Picturing Fatherhood and the Father

August 21, 2014

By James K. Forbis Jr.

I am not a father. I start there, because most people who write on fatherhood are in fact fathers. I am a son to a phenomenal father, Kevin Forbis, who modeled for me what a godly marriage looks like. I am a son to a studious and intentional father who modeled what a hard work ethic looks like and what a loving disciplinarian looks like. I am a son to a forgiving and patient father who showed me what a humble and contrite man of God looks like.

Yet above that, I am a son to a sinner saved by grace who did his job in sharing the gospel with me and led me to a saving knowledge of Jesus Christ. My picture of fatherhood is very similar to my childhood understanding of God: one of patience, forgiveness, trust, love, protection, and even discipline.

One situation stands out. I wish I could take my words back now, although my father’s instruction continue to impact me today. I will strive to pass on his lessons to my own children someday. I was back home in east Texas with my folks spending time with my father. My father and I were driving home from a Tae Kwon Do class, and we were arguing about something I did incorrectly during the class. It was a silly and stupid argument. He was right and I was wrong. It was late night. I was heated from just spending an hour sparring with dozens of people. Needless to say, I was not in the right frame of mind, and during the argument I said these words I’ll never forget “I wish I wasn’t your son, I wish I wasn’t a Forbis.”

Those words stung my father to the core. I hurt him deeply. We arrived home, and when I exited the truck he said, “If you wish you weren’t my son then I’ll treat you as such, never talk to me like that again, and never speak to me again.” Words no child ever wants to hear from their father. I was defeated. I was filled with fear, and I was thoroughly disgusted with myself for what I had just done.

I laid there on the grassy knoll by the driveway and cried. I looked like a blubbering teenage idiot. I didn’t see or hear from my father the rest of the evening, but later that night as I was in the state of almost sleep and barely awake, I felt someone kiss my forehead, cover me up with a blanket, and say, “I love you James Kevin, and am sorry for what I said.” As I stirred, I opened my eyes briefly and saw the moonlit shadow of my father leaving my room. It was in that moment when I learned the greatest lesson my father could have ever taught me about being a father. A father’s love knows no bounds, and a father’s love is completely undeserved and unwarranted—constant and unwavering. I realized in that moment I wanted to be just like my father.

The song “That’s My Job” by country music legend Conway Twitty paints an almost exact image of how my father and I have interacted over the course of my life, minus the whole making music part, and how our heavenly Father interacts with us at times when we are most afraid, hesitant, and defeated.

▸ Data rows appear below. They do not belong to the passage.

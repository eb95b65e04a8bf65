//! The database driver contract.
//!
//! The engine is the sole consumer of this contract; concrete drivers
//! (PostgreSQL, MySQL, ...) implement it outside this crate. The
//! contract assumes the driver provides real transactional semantics:
//! on engines without transactional DDL, a mid-transaction failure can
//! leave partial schema changes even though the history record is
//! correctly rolled back. Driver implementers must document their
//! engine's actual behavior.

use async_trait::async_trait;
use chrono::{DateTime, Utc};
use serde::{Deserialize, Serialize};
use thiserror::Error;

/// A single result row, as a column-name to JSON-value map.
pub type Row = serde_json::Map<String, serde_json::Value>;

/// Result type alias for driver operations.
pub type DriverResult<T> = Result<T, DatabaseError>;

/// Errors surfaced by a database driver.
#[derive(Debug, Error)]
pub enum DatabaseError {
    /// SQL execution failed.
    #[error("sql error: {0}")]
    Sql(String),

    /// Connection failure.
    #[error("connection error: {0}")]
    Connection(String),

    /// Lock acquisition timed out or was denied.
    #[error("lock error: {0}")]
    Lock(String),

    /// Transaction begin/commit/rollback failure.
    #[error("transaction error: {0}")]
    Transaction(String),

    /// Any other driver failure.
    #[error("database error: {0}")]
    Other(String),
}

impl DatabaseError {
    /// Create a SQL error.
    pub fn sql(msg: impl Into<String>) -> Self {
        Self::Sql(msg.into())
    }

    /// Create a connection error.
    pub fn connection(msg: impl Into<String>) -> Self {
        Self::Connection(msg.into())
    }

    /// Create a lock error.
    pub fn lock(msg: impl Into<String>) -> Self {
        Self::Lock(msg.into())
    }
}

/// One applied-version history row: one row per apply attempt,
/// successful or failed, plus one per rollback attempt.
///
/// A version counts as currently applied only when the most recent
/// record naming it has `success = true`; a failed attempt never
/// blocks a retry.
#[derive(Debug, Clone, PartialEq, Eq, Serialize, Deserialize)]
pub struct AppliedVersion {
    /// Version string, or a synthetic `rollback-{version}-{ts}` name.
    pub version: String,
    /// When the attempt finished.
    pub applied_at: DateTime<Utc>,
    /// Identity that ran the attempt.
    pub applied_by: String,
    /// Manifest checksum of the artifact.
    pub checksum: String,
    /// Whether the attempt succeeded.
    pub success: bool,
    /// Error message for failed attempts.
    #[serde(skip_serializing_if = "Option::is_none")]
    pub error: Option<String>,
    /// For rollback rows, the version that was rolled back.
    #[serde(skip_serializing_if = "Option::is_none")]
    pub rollback_of: Option<String>,
}

/// Input for writing a new history row.
#[derive(Debug, Clone)]
pub struct VersionRecord {
    /// Version string or synthetic rollback name.
    pub version: String,
    /// Manifest checksum.
    pub checksum: String,
    /// Identity running the operation.
    pub applied_by: String,
    /// Whether the attempt succeeded.
    pub success: bool,
    /// Error message for failed attempts.
    pub error: Option<String>,
    /// For rollback rows, the version rolled back.
    pub rollback_of: Option<String>,
}

/// Guard for a named mutual-exclusion lock.
///
/// The release closure runs exactly once: either explicitly via
/// [`LockGuard::release`] or on drop, so the lock is freed on every
/// exit path including panics and early errors.
pub struct LockGuard {
    key: String,
    release: Option<Box<dyn FnOnce() + Send>>,
}

impl LockGuard {
    /// Create a guard from a release closure.
    pub fn new(key: impl Into<String>, release: impl FnOnce() + Send + 'static) -> Self {
        Self {
            key: key.into(),
            release: Some(Box::new(release)),
        }
    }

    /// The lock key this guard holds.
    pub fn key(&self) -> &str {
        &self.key
    }

    /// Release the lock now.
    pub fn release(mut self) {
        if let Some(release) = self.release.take() {
            release();
        }
    }
}

impl Drop for LockGuard {
    fn drop(&mut self) {
        if let Some(release) = self.release.take() {
            release();
        }
    }
}

impl std::fmt::Debug for LockGuard {
    fn fmt(&self, f: &mut std::fmt::Formatter<'_>) -> std::fmt::Result {
        f.debug_struct("LockGuard").field("key", &self.key).finish()
    }
}

/// An open database transaction.
///
/// `execute` takes `&self` so a driver may permit bounded-concurrency
/// execution inside one transaction; drivers that cannot should
/// serialize internally.
#[async_trait]
pub trait DriverTransaction: Send + Sync {
    /// Execute a SQL statement inside the transaction.
    async fn execute(&self, sql: &str) -> DriverResult<()>;

    /// Run a query inside the transaction.
    async fn query(&self, sql: &str) -> DriverResult<Vec<Row>>;

    /// Write a history row inside the transaction.
    async fn record_version(&self, record: &VersionRecord) -> DriverResult<()>;

    /// Commit the transaction. The commit is the atomicity boundary.
    async fn commit(self: Box<Self>) -> DriverResult<()>;

    /// Abort the transaction.
    async fn rollback(self: Box<Self>) -> DriverResult<()>;
}

/// Contract between the engine and a concrete database.
#[async_trait]
pub trait DatabaseDriver: Send + Sync {
    /// Open the connection.
    async fn connect(&self) -> DriverResult<()>;

    /// Close the connection.
    async fn disconnect(&self) -> DriverResult<()>;

    /// Execute a SQL statement outside any transaction.
    async fn execute(&self, sql: &str) -> DriverResult<()>;

    /// Run a query outside any transaction.
    async fn query(&self, sql: &str) -> DriverResult<Vec<Row>>;

    /// Begin a transaction.
    async fn begin(&self) -> DriverResult<Box<dyn DriverTransaction>>;

    /// Read the full applied-version history.
    async fn applied_versions(&self) -> DriverResult<Vec<AppliedVersion>>;

    /// Write a history row outside any transaction. Used for recording
    /// failures after a transaction has been aborted.
    async fn record_version(&self, record: &VersionRecord) -> DriverResult<()>;

    /// Acquire a named mutual-exclusion lock, waiting at most
    /// `timeout_ms` when given.
    async fn lock(&self, key: &str, timeout_ms: Option<u64>) -> DriverResult<LockGuard>;
}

The song opens up with this verse and chorus:

I woke up cryin’ late at night when I was very young.
I had dreamed my father had passed away and gone.
My world revolved around him, I couldn’t lay there anymore
So I made my way down the mirrored hall and tapped upon his door

And I “Daddy, I’m so afraid
how will I go on with you gone that way?
Don’t wanna cry anymore so may I stay with you?”
And he said “That’s my job, that’s what I do
Everything I do is because of you
To keep you safe with me,
That’s my job, you see.”

This part of the chorus resonates with me most, “That’s my job, that’s what I do / Everything I do is because of you / To keep you safe with me, / That’s my job, you see,” because this is how God our Father relates to us in time of trouble and in time of need.

It’s His job, just as it was my own father’s job, to keep us safe from harm manifested in temptation and sin, to keep us away from the powers and principalities that Satan controls here on this earth, and to provide for us in all our needs. Now I’m not saying that my father kept me from sin or Satan, but my father did teach me the biblical doctrines of sin and temptation and how to avoid them by putting my trust in Christ crucified and God the Father.

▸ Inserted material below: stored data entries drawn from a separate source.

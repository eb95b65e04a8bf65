//! Error types for artifact encoding and decoding.

use thiserror::Error;

/// Result type alias for artifact operations.
pub type ArtifactResult<T> = Result<T, ArtifactError>;

/// Errors that can occur while encoding or decoding artifacts.
#[derive(Debug, Error)]
pub enum ArtifactError {
    /// Archive I/O error.
    #[error("archive I/O error: {0}")]
    Io(#[from] std::io::Error),

    /// Manifest serialization error.
    #[error("manifest serialization error: {0}")]
    Json(#[from] serde_json::Error),

    /// A file's content does not match the manifest's declared checksum.
    #[error("checksum mismatch for '{path}': expected {expected}, got {actual}")]
    Checksum {
        /// Path of the offending file.
        path: String,
        /// Checksum declared in the manifest.
        expected: String,
        /// Checksum recomputed from the archive content.
        actual: String,
    },

    /// A manifest-listed file was missing from the archive.
    #[error("Failed to extract migrations: {0}")]
    Extraction(String),

    /// A migration file was not valid UTF-8.
    #[error("migration '{path}' is not valid UTF-8")]
    Utf8 {
        /// Path of the offending file.
        path: String,
    },
}

#[cfg(test)]
mod tests {
    use super::*;

    #[test]
    fn test_checksum_error_names_both_sums() {
        let err = ArtifactError::Checksum {
            path: "custom/a.sql".into(),
            expected: "aaa".into(),
            actual: "bbb".into(),
        };
        let msg = err.to_string();
        assert!(msg.contains("custom/a.sql"));
        assert!(msg.contains("aaa"));
        assert!(msg.contains("bbb"));
    }
}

My father also helped me to understand that the conviction I had for my sin came from God the Holy Spirit. He shared with me my need for salvation through Christ. Just as God provided for my physical and spiritual needs by giving me a father who was dedicated to Christ and humble enough realize he couldn’t do life alone, my own father provided for me physically and spiritually when he led through my convictions of sin to a relationship with Christ. As our heavenly Father comforts us and gives us peace when we are downtrodden, emotionally and spiritually broken and defeated, my father took the time to encourage me, comfort me, and give me direction when life did not go as planned. His tenderness and care coupled with his stern love and wisdom reflected to me how God would take care of me in my darkest days, and would provide for me a way out, just as my own father provided opportunities to succeed and survive this material world.

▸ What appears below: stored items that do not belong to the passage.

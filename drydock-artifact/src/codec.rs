//! Encoding and decoding of artifact archives.

use std::collections::HashMap;
use std::io::Read;

use flate2::Compression;
use flate2::read::GzDecoder;
use flate2::write::GzEncoder;

use drydock_manifest::{Manifest, Migration};
use drydock_manifest::migration::compute_checksum;

use crate::error::{ArtifactError, ArtifactResult};

/// In-archive path of the serialized manifest.
pub const MANIFEST_PATH: &str = "manifest.json";

/// File extension identifying migration files inside an archive.
pub const MIGRATION_EXTENSION: &str = ".sql";

/// A named file to be written into an artifact.
#[derive(Debug, Clone, PartialEq, Eq)]
pub struct ArchiveFile {
    /// Relative in-archive path.
    pub path: String,
    /// Raw file content.
    pub content: Vec<u8>,
}

impl ArchiveFile {
    /// Create a new archive file.
    pub fn new(path: impl Into<String>, content: impl Into<Vec<u8>>) -> Self {
        Self {
            path: path.into(),
            content: content.into(),
        }
    }
}

/// Encode a file set plus its manifest into a single gzip'd tar blob.
///
/// Each file is written at its declared relative path; the manifest is
/// serialized as JSON at [`MANIFEST_PATH`].
pub fn encode(files: &[ArchiveFile], manifest: &Manifest) -> ArtifactResult<Vec<u8>> {
    let encoder = GzEncoder::new(Vec::new(), Compression::default());
    let mut builder = tar::Builder::new(encoder);

    for file in files {
        append_entry(&mut builder, &file.path, &file.content)?;
    }

    let manifest_json = serde_json::to_vec_pretty(manifest)?;
    append_entry(&mut builder, MANIFEST_PATH, &manifest_json)?;

    let encoder = builder.into_inner()?;
    Ok(encoder.finish()?)
}

fn append_entry<W: std::io::Write>(
    builder: &mut tar::Builder<W>,
    path: &str,
    content: &[u8],
) -> ArtifactResult<()> {
    let mut header = tar::Header::new_gnu();
    header.set_size(content.len() as u64);
    header.set_mode(0o644);
    // A fixed mtime keeps encoding deterministic for identical inputs.
    header.set_mtime(0);
    header.set_cksum();
    builder.append_data(&mut header, path, content)?;
    Ok(())
}

/// Decode an artifact back into its migrations, validating every file
/// against the manifest's declared checksums.
///
/// Entries present in the archive but not referenced by the manifest
/// are ignored. Manifest-listed migration files missing from the
/// archive are a fatal extraction error; a checksum mismatch is a fatal
/// error naming both checksums. The manifest is never mutated.
pub fn decode(bytes: &[u8], manifest: &Manifest) -> ArtifactResult<Vec<Migration>> {
    let decoder = GzDecoder::new(bytes);
    let mut archive = tar::Archive::new(decoder);

    let mut contents: HashMap<String, Vec<u8>> = HashMap::new();
    for entry in archive.entries()? {
        let mut entry = entry?;
        let path = entry.path()?.to_string_lossy().into_owned();
        if !path.ends_with(MIGRATION_EXTENSION) {
            continue;
        }
        let mut content = Vec::with_capacity(entry.size() as usize);
        entry.read_to_end(&mut content)?;
        contents.insert(path, content);
    }

    let mut migrations = Vec::new();
    for file in &manifest.files {
        if !file.path.ends_with(MIGRATION_EXTENSION) {
            continue;
        }

        let content = contents.remove(&file.path).ok_or_else(|| {
            ArtifactError::Extraction(format!("'{}' missing from archive", file.path))
        })?;

        let actual = compute_checksum(&content);
        if actual != file.checksum {
            return Err(ArtifactError::Checksum {
                path: file.path.clone(),
                expected: file.checksum.clone(),
                actual,
            });
        }

        let sql = String::from_utf8(content).map_err(|_| ArtifactError::Utf8 {
            path: file.path.clone(),
        })?;

        migrations.push(Migration {
            path: file.path.clone(),
            sql,
            kind: file.kind,
            checksum: actual,
        });
    }

    Ok(migrations)
}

My own father understood what it meant to be a father, because he looked to the Father for guidance and for a model, and that’s what I think a biblical understanding and practice of fatherhood should be. Just as marriage should be modeled after Jesus Christ and the Church; fatherhood should be modeled after God and His relationship to His children, because when we have a right understanding of our relationship with our Father then we can have a better relationship and understanding with our fathers. Our picture of fatherhood should reflect the Father, but also our understanding of the Father must be reflected in our homes as fathers. Someday I hope to portray this like my own father did, and still does to this day to me.

BIO: James K. Forbis Jr. is an M.Div candidate at The Southern Baptist Theological Seminary in Missiology and Church Planting and a founding member of The Cross Church School of Ministry. He is a native Texan. You can follow him on Twitter at @jforbis.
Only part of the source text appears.